The Protestant church of Jistrum or Saint Peter's church is a medieval religious building in Jistrum, Friesland, Netherlands. It is a well preserved and complete 13th century Romanesque church built of red brick, located in the center of the village on Schoolstraat 2.
The church is listed as a Rijksmonument, number 35645.

==History==
The Romanesque church was built in the 13th century, the tower is a little older and dates from c. 1230. The church was once a Roman Catholic church dedicated to Saint Peter but was stripped of the Saints statues and painted/decorated walls in one week in 1581 during the Protestant Reformation and became a Protestant church.

==Interior and exterior==
The nave and the semicircular choir date from the 13th century, while the tower dates from around 1230. The church has a gabled roof.
On the corners of the nave is a buttress in brickwork, the outer walls are on the upper side decorated with so called keper friezen. The north wall has two Romanesque windows located in the higher zone of the wall, and the lower zone has two closed entrances with brick. The southern wall shows a similar layout but has two large lancet windows build in it, with one small Romanesque window at the tower side. The choir has five regular placed Romanesque windows and the nave is covered with a Romanesque-Gothic domevault.
In each bay eight ribs come together in a ring. In the west bay the ribs are squire shaped. During a renovation two hagioscopes were discovered and restored. These windows are also known as leprozenruitjes (windows for people with leprosy).

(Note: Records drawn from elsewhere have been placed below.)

use std::{path::PathBuf, process::ExitCode};

use clap::Parser;

use loopr_backend::{
    ConnectionHooks, ConnectionManager, Error,
    import::{DEFAULT_IMPORT_FILE, ImportMode, read_import_file, run_import},
    log_connection_failure, setup_logging,
    transaction::MongoTransactionStore,
};

/// Load transactions from a JSON file into the database.
///
/// By default every stored transaction is deleted first.
#[derive(Parser, Debug)]
#[command(version, about, long_about = None)]
struct Args {
    /// Connection string for the MongoDB deployment.
    #[arg(long, env = "MONGODB_URI", hide_env_values = true)]
    mongodb_uri: Option<String>,

    /// Path to a JSON array of transactions.
    #[arg(short, long, default_value = DEFAULT_IMPORT_FILE)]
    file: PathBuf,

    /// Keep the stored transactions instead of replacing them.
    #[arg(long)]
    append: bool,
}

#[tokio::main]
async fn main() -> ExitCode {
    setup_logging();

    let args = Args::parse();

    let transactions = match read_import_file(&args.file).await {
        Ok(transactions) => transactions,
        Err(error) => {
            tracing::error!("Error importing transactions: {error}");
            return ExitCode::FAILURE;
        }
    };
    tracing::info!(
        "Read {} transactions from {}",
        transactions.len(),
        args.file.display()
    );

    let manager =
        match ConnectionManager::connect(args.mongodb_uri.as_deref(), ConnectionHooks::default())
            .await
        {
            Ok(manager) => manager,
            Err(error) => {
                log_connection_failure(&error);
                return ExitCode::FAILURE;
            }
        };

    let mode = if args.append {
        ImportMode::Append
    } else {
        ImportMode::Replace
    };
    let store = MongoTransactionStore::new(manager.database());
    let result: Result<_, Error> = run_import(&store, transactions, mode).await;

    manager.shutdown().await;

    match result {
        Ok(report) => {
            tracing::info!(
                "Import finished: {} deleted, {} inserted",
                report.deleted,
                report.inserted
            );
            ExitCode::SUCCESS
        }
        Err(error) => {
            tracing::error!("Error importing transactions: {error}");
            ExitCode::FAILURE
        }
    }
}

The wooden pulpit from the third quarter of the 17th century is located against the north wall where the choir and bay meet.

Most of the Frisian churches have a golden rooster as weather vane, but on the 20.5 meters high tower of the church a horse is seen. The golden rooster is a symbol of Jesus Christ who breaks the power of the darkness, forgives sins and calls for a new day. The tower had also a rooster in the past, but it was blown of by the wind and could not be repaired. It was then replaced by a horse because it was cheaper. Apparently the price was more important than the symbolic value.

The original bell in the tower from 1759 was stolen by the Germans during World War II, the current bell dating from 1949. In 2007, the renovation of the church started and the monumental Pipe organ from the other church in town was installed.